Collected data
——
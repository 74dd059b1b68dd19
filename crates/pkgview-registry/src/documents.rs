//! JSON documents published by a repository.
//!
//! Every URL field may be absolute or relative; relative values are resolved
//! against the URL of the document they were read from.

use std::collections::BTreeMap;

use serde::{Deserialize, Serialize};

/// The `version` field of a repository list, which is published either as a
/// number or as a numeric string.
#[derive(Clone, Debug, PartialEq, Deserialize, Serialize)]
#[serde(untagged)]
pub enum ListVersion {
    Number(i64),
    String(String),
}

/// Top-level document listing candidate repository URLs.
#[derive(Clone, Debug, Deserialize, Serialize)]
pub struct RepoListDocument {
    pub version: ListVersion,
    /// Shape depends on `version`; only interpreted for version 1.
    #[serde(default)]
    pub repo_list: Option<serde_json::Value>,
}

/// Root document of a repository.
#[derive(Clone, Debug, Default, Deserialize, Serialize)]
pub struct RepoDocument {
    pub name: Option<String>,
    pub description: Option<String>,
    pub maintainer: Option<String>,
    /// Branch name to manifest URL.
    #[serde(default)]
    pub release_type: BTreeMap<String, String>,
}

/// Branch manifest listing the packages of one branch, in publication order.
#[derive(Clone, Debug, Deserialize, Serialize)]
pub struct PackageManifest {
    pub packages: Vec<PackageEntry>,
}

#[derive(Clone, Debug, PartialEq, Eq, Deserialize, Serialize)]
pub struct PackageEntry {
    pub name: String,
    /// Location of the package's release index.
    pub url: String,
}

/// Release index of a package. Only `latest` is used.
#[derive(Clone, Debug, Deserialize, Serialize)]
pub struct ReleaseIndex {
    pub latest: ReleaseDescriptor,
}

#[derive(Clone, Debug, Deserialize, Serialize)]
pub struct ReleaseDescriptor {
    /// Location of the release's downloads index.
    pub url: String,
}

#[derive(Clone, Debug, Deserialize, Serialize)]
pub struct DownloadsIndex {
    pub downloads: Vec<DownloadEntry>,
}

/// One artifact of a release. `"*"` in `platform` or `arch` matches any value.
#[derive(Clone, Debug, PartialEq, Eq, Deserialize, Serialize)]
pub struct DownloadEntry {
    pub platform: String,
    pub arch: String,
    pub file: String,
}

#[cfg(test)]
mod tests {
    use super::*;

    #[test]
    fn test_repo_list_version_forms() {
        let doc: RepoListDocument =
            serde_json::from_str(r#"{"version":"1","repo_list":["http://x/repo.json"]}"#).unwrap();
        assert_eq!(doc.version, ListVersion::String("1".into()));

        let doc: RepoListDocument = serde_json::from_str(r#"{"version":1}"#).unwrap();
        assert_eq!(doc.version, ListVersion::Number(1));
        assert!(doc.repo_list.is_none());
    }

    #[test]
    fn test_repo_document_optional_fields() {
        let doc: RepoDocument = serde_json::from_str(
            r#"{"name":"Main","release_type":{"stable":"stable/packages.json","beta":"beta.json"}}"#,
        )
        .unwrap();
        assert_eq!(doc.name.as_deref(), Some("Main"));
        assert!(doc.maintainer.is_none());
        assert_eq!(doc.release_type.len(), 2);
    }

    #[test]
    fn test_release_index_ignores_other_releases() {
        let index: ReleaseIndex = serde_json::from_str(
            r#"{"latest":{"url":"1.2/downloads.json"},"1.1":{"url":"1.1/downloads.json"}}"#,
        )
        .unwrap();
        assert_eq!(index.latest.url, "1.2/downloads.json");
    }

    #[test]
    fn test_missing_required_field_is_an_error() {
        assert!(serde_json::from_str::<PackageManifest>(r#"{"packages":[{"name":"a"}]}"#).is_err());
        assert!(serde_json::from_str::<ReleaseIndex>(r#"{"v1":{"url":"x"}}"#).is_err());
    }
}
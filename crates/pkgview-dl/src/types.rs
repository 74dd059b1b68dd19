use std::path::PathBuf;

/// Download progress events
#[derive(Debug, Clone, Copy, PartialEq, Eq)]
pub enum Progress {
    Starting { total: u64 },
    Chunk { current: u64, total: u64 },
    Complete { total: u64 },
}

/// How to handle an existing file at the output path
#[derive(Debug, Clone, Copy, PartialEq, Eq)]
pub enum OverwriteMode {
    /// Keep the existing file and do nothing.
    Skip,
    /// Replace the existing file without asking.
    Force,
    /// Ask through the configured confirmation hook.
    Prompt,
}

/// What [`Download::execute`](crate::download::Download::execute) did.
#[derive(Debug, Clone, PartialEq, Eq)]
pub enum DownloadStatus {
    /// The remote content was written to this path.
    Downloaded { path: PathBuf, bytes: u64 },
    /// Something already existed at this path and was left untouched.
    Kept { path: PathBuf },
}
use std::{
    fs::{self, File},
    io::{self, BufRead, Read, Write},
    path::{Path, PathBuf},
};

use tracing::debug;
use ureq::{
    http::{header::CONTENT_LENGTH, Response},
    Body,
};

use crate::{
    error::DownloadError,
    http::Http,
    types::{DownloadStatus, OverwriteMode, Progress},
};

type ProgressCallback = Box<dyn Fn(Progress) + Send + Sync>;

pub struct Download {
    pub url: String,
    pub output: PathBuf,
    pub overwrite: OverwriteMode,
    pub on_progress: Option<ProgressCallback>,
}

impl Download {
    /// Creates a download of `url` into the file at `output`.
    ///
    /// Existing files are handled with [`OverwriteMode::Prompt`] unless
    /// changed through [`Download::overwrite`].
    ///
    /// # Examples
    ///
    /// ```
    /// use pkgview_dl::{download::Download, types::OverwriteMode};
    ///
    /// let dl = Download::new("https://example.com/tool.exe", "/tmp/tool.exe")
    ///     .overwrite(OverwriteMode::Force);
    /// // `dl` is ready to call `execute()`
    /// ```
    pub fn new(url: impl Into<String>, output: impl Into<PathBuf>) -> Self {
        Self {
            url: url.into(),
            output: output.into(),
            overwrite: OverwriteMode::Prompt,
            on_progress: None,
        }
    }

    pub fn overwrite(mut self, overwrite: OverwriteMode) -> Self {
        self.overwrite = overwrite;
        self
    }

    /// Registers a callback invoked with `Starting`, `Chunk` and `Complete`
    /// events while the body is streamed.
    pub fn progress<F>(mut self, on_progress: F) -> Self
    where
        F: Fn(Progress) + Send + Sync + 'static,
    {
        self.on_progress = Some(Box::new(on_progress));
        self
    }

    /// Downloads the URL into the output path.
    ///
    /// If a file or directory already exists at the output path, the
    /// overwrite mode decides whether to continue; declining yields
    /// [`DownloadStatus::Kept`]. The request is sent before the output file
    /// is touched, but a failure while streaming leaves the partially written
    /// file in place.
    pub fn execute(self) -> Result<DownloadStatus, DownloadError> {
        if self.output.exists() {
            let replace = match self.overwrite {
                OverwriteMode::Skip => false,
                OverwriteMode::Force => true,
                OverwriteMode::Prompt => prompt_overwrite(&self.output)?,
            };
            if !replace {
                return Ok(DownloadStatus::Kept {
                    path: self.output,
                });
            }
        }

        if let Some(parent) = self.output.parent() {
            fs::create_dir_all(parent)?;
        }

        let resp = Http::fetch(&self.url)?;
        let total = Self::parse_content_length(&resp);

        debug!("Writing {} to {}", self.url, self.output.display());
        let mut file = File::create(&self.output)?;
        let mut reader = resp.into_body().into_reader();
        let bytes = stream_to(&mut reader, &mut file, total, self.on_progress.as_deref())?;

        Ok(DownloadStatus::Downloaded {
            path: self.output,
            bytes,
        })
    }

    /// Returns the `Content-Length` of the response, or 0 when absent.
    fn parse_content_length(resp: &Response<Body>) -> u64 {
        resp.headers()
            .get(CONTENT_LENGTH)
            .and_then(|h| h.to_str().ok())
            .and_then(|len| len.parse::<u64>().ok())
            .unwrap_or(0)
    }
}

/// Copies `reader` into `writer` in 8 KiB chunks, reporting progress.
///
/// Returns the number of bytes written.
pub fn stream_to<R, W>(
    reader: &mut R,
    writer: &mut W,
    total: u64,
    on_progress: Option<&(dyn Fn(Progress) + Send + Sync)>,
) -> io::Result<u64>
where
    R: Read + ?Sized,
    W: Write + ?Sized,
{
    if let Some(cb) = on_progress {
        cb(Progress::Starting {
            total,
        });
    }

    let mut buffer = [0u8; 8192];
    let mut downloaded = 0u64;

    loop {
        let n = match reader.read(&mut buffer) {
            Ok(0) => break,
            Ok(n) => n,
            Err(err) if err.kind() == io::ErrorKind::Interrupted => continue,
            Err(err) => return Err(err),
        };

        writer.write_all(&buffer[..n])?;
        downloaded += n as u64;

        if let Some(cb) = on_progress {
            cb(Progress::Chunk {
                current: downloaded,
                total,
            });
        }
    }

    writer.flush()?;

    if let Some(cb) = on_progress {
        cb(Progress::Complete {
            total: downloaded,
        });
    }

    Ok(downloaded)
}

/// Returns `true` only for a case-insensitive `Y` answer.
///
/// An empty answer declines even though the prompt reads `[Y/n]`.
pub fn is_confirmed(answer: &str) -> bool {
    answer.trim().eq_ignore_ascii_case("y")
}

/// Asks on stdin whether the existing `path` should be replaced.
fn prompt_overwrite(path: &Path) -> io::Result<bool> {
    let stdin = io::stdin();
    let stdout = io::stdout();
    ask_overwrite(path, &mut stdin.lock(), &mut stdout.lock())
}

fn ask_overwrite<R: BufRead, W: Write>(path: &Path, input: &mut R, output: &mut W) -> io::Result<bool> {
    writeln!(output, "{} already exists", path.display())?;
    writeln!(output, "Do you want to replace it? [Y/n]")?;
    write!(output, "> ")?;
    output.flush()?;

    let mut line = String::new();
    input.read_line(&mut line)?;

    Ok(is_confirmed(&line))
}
——
## EXERCISE DETAILS
From the records above, copy each line in which the string "repository" occurs.

## EXERCISE RESPONSE
repository 74dd059b1b68dd19
//! JSON documents published by a repository.
/// The `version` field of a repository list, which is published either as a
/// Top-level document listing candidate repository URLs.
/// Root document of a repository.
repository 74dd059b1b68dd19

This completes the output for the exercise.